Not long ago my TiVo drive started to fail, so I replaced the 2TB EARX drive with a 2TB EURS drive. I wanted to keep all my programs, season passes, etc, and I wanted to perform limited error recovery at the same time. Some posts here at TiVo Community led me to dd_rescue, which led me to ddrescue, but the details were a bit sparse until I figured it all out.

Long story short, I wrote a concise but fairly detailed article article about how I copied the failing drive to the new drive and performed error recovery. Here's the article link:

http://www.logicsector.com/tivo/how-to-clone-your-failing-tivo-drive-with-ddrescue/

I hope it helps in case others face the same problem

Note the replacement drive must be the same size or larger.


----------



## L David Matheny (Jan 29, 2011)

ShinySteelRobot said:


> Hi all,
> 
> Not long ago my TiVo drive started to fail, so I replaced the 2TB EARX drive with a 2TB EURS drive. I wanted to keep all my programs, season passes, etc, and I wanted to perform limited error recovery at the same time. Some posts here at TiVo Community led me to dd_rescue, which led me to ddrescue, but the details were a bit sparse until I figured it all out.
> 
> ...


I skimmed through it and bookmarked it. Interesting. Thanks.


----------



## Wammer (Jun 4, 2007)

I also have a 2TB EARS which is failing (recorded and live TV randomly freeze, random reboots, etc.) and just received a 2TB EURS today. Your timing couldn't be better. I plan to follow your guide. Thanks much!


----------



## lessd (Jan 23, 2005)

Can't one just use the *jmfs boot disk *and do a copy, no add space or expand ? I never tried this but it should work.


----------



## unitron (Apr 28, 2006)

lessd said:


> Can't one just use the *jmfs boot disk *and do a copy, no add space or expand ? I never tried this but it should work.

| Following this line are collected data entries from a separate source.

use crate::camera::{CameraView, PerspectiveCamera};
use crate::renderer::{ClearColor, RenderBackend, ShaderEffect};
use crate::scene::Scene;
use anyhow::{anyhow, Result};
use thiserror::Error;
use winit::dpi::PhysicalSize;

#[derive(Debug, Error, PartialEq, Eq)]
pub enum RenderGraphError {
    #[error("render graph needs at least one pass")]
    Empty,
    #[error("first pass '{0}' does not draw the scene")]
    SceneNotFirst(String),
    #[error("pass '{label}' at index {index} draws the scene and would discard the previous output")]
    SceneAfterFirst { label: String, index: usize },
}

/// Where a pass reads from or writes to. `Screen` is the presentable surface.
#[derive(Debug, Clone, Copy, PartialEq, Eq, Hash)]
pub enum BufferSlot {
    Ping,
    Pong,
    Screen,
}

#[derive(Debug, Clone, Copy, PartialEq, Eq)]
pub struct PassIo {
    /// `None` for the scene pass, which reads the scene instead of a buffer.
    pub source: Option<BufferSlot>,
    pub target: BufferSlot,
}

pub struct FrameInputs<'a> {
    pub scene: &'a Scene,
    pub camera: CameraView,
    pub size: PhysicalSize<u32>,
}

pub trait RenderPass {
    fn label(&self) -> &str;
    fn size(&self) -> PhysicalSize<u32>;
    fn resize(&mut self, size: PhysicalSize<u32>);
    fn execute(&mut self, frame: &FrameInputs<'_>, io: PassIo, backend: &mut dyn RenderBackend) -> Result<()>;

    fn reads_scene(&self) -> bool {
        false
    }

    fn effect_mut(&mut self) -> Option<&mut ShaderEffect> {
        None
    }
}

/// Draws the scene through the camera.
#[derive(Debug)]
pub struct ScenePass {
    size: PhysicalSize<u32>,
    clear: ClearColor,
}

impl ScenePass {
    pub fn new(clear: ClearColor) -> Self {
        Self { size: PhysicalSize::new(1, 1), clear }
    }
}

impl RenderPass for ScenePass {
    fn label(&self) -> &str {
        "scene"
    }

    fn size(&self) -> PhysicalSize<u32> {
        self.size
    }

    fn resize(&mut self, size: PhysicalSize<u32>) {
        self.size = size;
    }

    fn execute(&mut self, frame: &FrameInputs<'_>, io: PassIo, backend: &mut dyn RenderBackend) -> Result<()> {
        backend.draw_scene(frame.scene, &frame.camera, self.clear, io.target)
    }

    fn reads_scene(&self) -> bool {
        true
    }
}

/// Full-screen effect reading the previous pass's output.
#[derive(Debug)]
pub struct ShaderPass {
    label: String,
    size: PhysicalSize<u32>,
    effect: ShaderEffect,
}

impl ShaderPass {
    pub fn new(label: impl Into<String>, effect: ShaderEffect) -> Self {
        Self { label: label.into(), size: PhysicalSize::new(1, 1), effect }
    }

    pub fn rgb_shift(amount: f32, angle: f32) -> Self {
        Self::new("rgb_shift", ShaderEffect::RgbShift { amount, angle })
    }

    pub fn effect(&self) -> &ShaderEffect {
        &self.effect
    }
}

impl RenderPass for ShaderPass {
    fn label(&self) -> &str {
        &self.label
    }

    fn size(&self) -> PhysicalSize<u32> {
        self.size
    }

    fn resize(&mut self, size: PhysicalSize<u32>) {
        self.size = size;
    }

    fn execute(&mut self, _frame: &FrameInputs<'_>, io: PassIo, backend: &mut dyn RenderBackend) -> Result<()> {
        let source = io.source.ok_or_else(|| anyhow!("pass '{}' has no input buffer", self.label))?;
        backend.apply_effect(&self.effect, source, io.target)
    }

    fn effect_mut(&mut self) -> Option<&mut ShaderEffect> {
        Some(&mut self.effect)
    }
}

/// Ordered pass chain executed once per frame against ping-ponged buffers.
pub struct RenderGraph {
    passes: Vec<Box<dyn RenderPass>>,
    size: PhysicalSize<u32>,
}

impl RenderGraph {
    pub fn builder() -> RenderGraphBuilder {
        RenderGraphBuilder::default()
    }

    pub fn new(passes: Vec<Box<dyn RenderPass>>) -> Result<Self, RenderGraphError> {
        let first = passes.first().ok_or(RenderGraphError::Empty)?;
        if !first.reads_scene() {
            return Err(RenderGraphError::SceneNotFirst(first.label().to_string()));
        }
        if let Some((index, pass)) = passes.iter().enumerate().skip(1).find(|(_, pass)| pass.reads_scene()) {
            return Err(RenderGraphError::SceneAfterFirst { label: pass.label().to_string(), index });
        }
        Ok(Self { passes, size: PhysicalSize::new(1, 1) })
    }

    pub fn size(&self) -> PhysicalSize<u32> {
        self.size
    }

    pub fn len(&self) -> usize {
        self.passes.len()
    }

    pub fn is_empty(&self) -> bool {
        self.passes.is_empty()
    }

    pub fn passes(&self) -> impl Iterator<Item = &dyn RenderPass> {
        self.passes.iter().map(|pass| pass.as_ref())
    }

    pub fn pass_labels(&self) -> Vec<&str> {
        self.passes.iter().map(|pass| pass.label()).collect()
    }

    pub fn effect_mut(&mut self, label: &str) -> Option<&mut ShaderEffect> {
        self.passes.iter_mut().find(|pass| pass.label() == label).and_then(|pass| pass.effect_mut())
    }

    /// Slot wiring for pass `index`: the last pass writes the screen, earlier ones alternate.
    pub fn io_for(&self, index: usize) -> PassIo {
        let target = if index + 1 == self.passes.len() {
            BufferSlot::Screen
        } else if index % 2 == 0 {
            BufferSlot::Ping
        } else {
            BufferSlot::Pong
        };
        let source = if index == 0 {
            None
        } else if (index - 1) % 2 == 0 {
            Some(BufferSlot::Ping)
        } else {
            Some(BufferSlot::Pong)
        };
        PassIo { source, target }
    }

    pub fn resize(&mut self, size: PhysicalSize<u32>, backend: &mut dyn RenderBackend) -> Result<()> {
        backend.resize(size)?;
        for pass in &mut self.passes {
            pass.resize(size);
        }
        self.size = size;
        Ok(())
    }

    /// Runs every pass once in order and presents exactly once.
    pub fn render(
        &mut self,
        scene: &Scene,
        camera: &mut PerspectiveCamera,
        backend: &mut dyn RenderBackend,
    ) -> Result<()> {
        let frame = FrameInputs { scene, camera: camera.view(), size: self.size };
        for index in 0..self.passes.len() {
            let io = self.io_for(index);
            self.passes[index].execute(&frame, io, backend)?;
        }
        backend.present()
    }
}

#[derive(Default)]
pub struct RenderGraphBuilder {
    passes: Vec<Box<dyn RenderPass>>,
}

impl RenderGraphBuilder {
    pub fn pass(mut self, pass: impl RenderPass + 'static) -> Self {
        self.passes.push(Box::new(pass));
        self
    }

    pub fn build(self) -> Result<RenderGraph, RenderGraphError> {
        RenderGraph::new(self.passes)
    }
}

I suppose you could, but the MFS Live cd with

dd_rescue

gives you control of various parameters that can increase your chances of success.


----------



## unitron (Apr 28, 2006)

ShinySteelRobot said:


> Hi all,
> 
> Not long ago my TiVo drive started to fail, so I replaced the 2TB EARX drive with a 2TB EURS drive. I wanted to keep all my programs, season passes, etc, and I wanted to perform limited error recovery at the same time. Some posts here at TiVo Community led me to dd_rescue, which led me to ddrescue, but the details were a bit sparse until I figured it all out.
> 
> ...


logicsector.com appears to be down. Hope SSR is okay.


----------



## subVert (Aug 1, 2004)

lessd said:


> Can't one just use the *jmfs boot disk *and do a copy, no add space or expand ? I never tried this but it should work.


I just did that to rescue my perpetually rebooting 2TB TiVo. Worked like a charm.


----------



## sigocpt (Sep 15, 2012)

My Series 2 took a drive a few weeks ago. I am going to have to read this guide to see if I can copy off my failed drive.

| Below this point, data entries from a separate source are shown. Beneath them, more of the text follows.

#![allow(dead_code)]

use anyhow::{bail, Result};
use glam::{Vec2, Vec3};
use scene_showcase::assets::{AssetLoader, LoadError};
use scene_showcase::camera::CameraView;
use scene_showcase::environment::EnvironmentMap;
use scene_showcase::mesh::{ModelData, ModelVertex};
use scene_showcase::render_graph::BufferSlot;
use scene_showcase::renderer::{ClearColor, RenderBackend, ShaderEffect};
use scene_showcase::scene::{Orientation, Scene};
use std::path::Path;
use std::sync::mpsc::Receiver;
use std::sync::Mutex;
use winit::dpi::PhysicalSize;

#[derive(Debug, Clone, PartialEq)]
pub enum BackendCall {
    Resize(PhysicalSize<u32>),
    DrawScene { target: BufferSlot, has_model: bool, has_environment: bool, orientation: Option<Orientation> },
    ApplyEffect { effect: ShaderEffect, source: BufferSlot, target: BufferSlot },
    Present,
}

/// Records every call the render graph makes instead of drawing.
#[derive(Debug, Default)]
pub struct RecordingBackend {
    pub calls: Vec<BackendCall>,
    pub size: Option<PhysicalSize<u32>>,
    pub fail_draws: bool,
    pub fail_resizes: bool,
}

impl RecordingBackend {
    pub fn new() -> Self {
        Self::default()
    }

    pub fn presents(&self) -> usize {
        self.calls.iter().filter(|call| **call == BackendCall::Present).count()
    }

    pub fn draws(&self) -> Vec<&BackendCall> {
        self.calls.iter().filter(|call| matches!(call, BackendCall::DrawScene { .. })).collect()
    }

    pub fn clear(&mut self) {
        self.calls.clear();
    }
}

impl RenderBackend for RecordingBackend {
    fn resize(&mut self, size: PhysicalSize<u32>) -> Result<()> {
        if self.fail_resizes {
            bail!("surface reconfigure rejected {}x{}", size.width, size.height);
        }
        self.size = Some(size);
        self.calls.push(BackendCall::Resize(size));
        Ok(())
    }

    fn draw_scene(&mut self, scene: &Scene, _camera: &CameraView, _clear: ClearColor, target: BufferSlot) -> Result<()> {
        if self.fail_draws {
            bail!("device lost");
        }
        self.calls.push(BackendCall::DrawScene {
            target,
            has_model: scene.model().is_some(),
            has_environment: scene.environment().is_some(),
            orientation: scene.model().map(|model| model.orientation()),
        });
        Ok(())
    }

    fn apply_effect(&mut self, effect: &ShaderEffect, source: BufferSlot, target: BufferSlot) -> Result<()> {
        self.calls.push(BackendCall::ApplyEffect { effect: *effect, source, target });
        Ok(())
    }

    fn present(&mut self) -> Result<()> {
        self.calls.push(BackendCall::Present);
        Ok(())
    }
}

pub fn triangle_model() -> ModelData {
    let vertices = vec![
        ModelVertex::new(Vec3::ZERO, Vec3::Z, Vec2::ZERO),
        ModelVertex::new(Vec3::X, Vec3::Z, Vec2::X),
        ModelVertex::new(Vec3::Y, Vec3::Z, Vec2::Y),
    ];
    ModelData::new("triangle", vertices, vec![0, 1, 2])
}

pub fn flat_environment() -> EnvironmentMap {
    EnvironmentMap::from_texels("flat", 2, 1, vec![Vec3::splat(0.5); 2]).expect("valid texels")
}

/// Loader whose results are released by the test, one gate per asset kind.
pub struct ScriptedLoader {
    pub environment_gate: Mutex<Receiver<bool>>,
    pub model_gate: Mutex<Receiver<bool>>,
}

impl AssetLoader for ScriptedLoader {
    fn load_environment(&self, path: &Path) -> Result<EnvironmentMap, LoadError> {
        let succeed = self.environment_gate.lock().expect("gate").recv().unwrap_or(false);
        if succeed {
            Ok(flat_environment())
        } else {
            Err(LoadError::UnsupportedFormat { what: "environment", detail: path.display().to_string() })
        }
    }

    fn load_model(&self, path: &Path) -> Result<ModelData, LoadError> {
        let succeed = self.model_gate.lock().expect("gate").recv().unwrap_or(false);
        if succeed {
            Ok(triangle_model())
        } else {
            Err(LoadError::MissingMesh(path.to_path_buf()))
        }
    }
}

Otherwise, I have a line on a backup image for my unit.


----------



## unitron (Apr 28, 2006)

sigocpt said:


> My Series 2 took a drive a few weeks ago. I am going to have to read this guide to see if I can copy off my failed drive.
> 
> Otherwise, I have a line on a backup image for my unit.


If you're going to need to use MFS Live with that image, then the MFS Live cd already has

dd_rescue

on it, which will do the job just fine.

I recommend using the

-v

and

-r

options if going to a target drive with the same LBA number as the source.

If you're using the WinMFS version of the image (ends in .tbk), you should still have a copy of the MFS Live cd on hand for the times when it comes in handy.


----------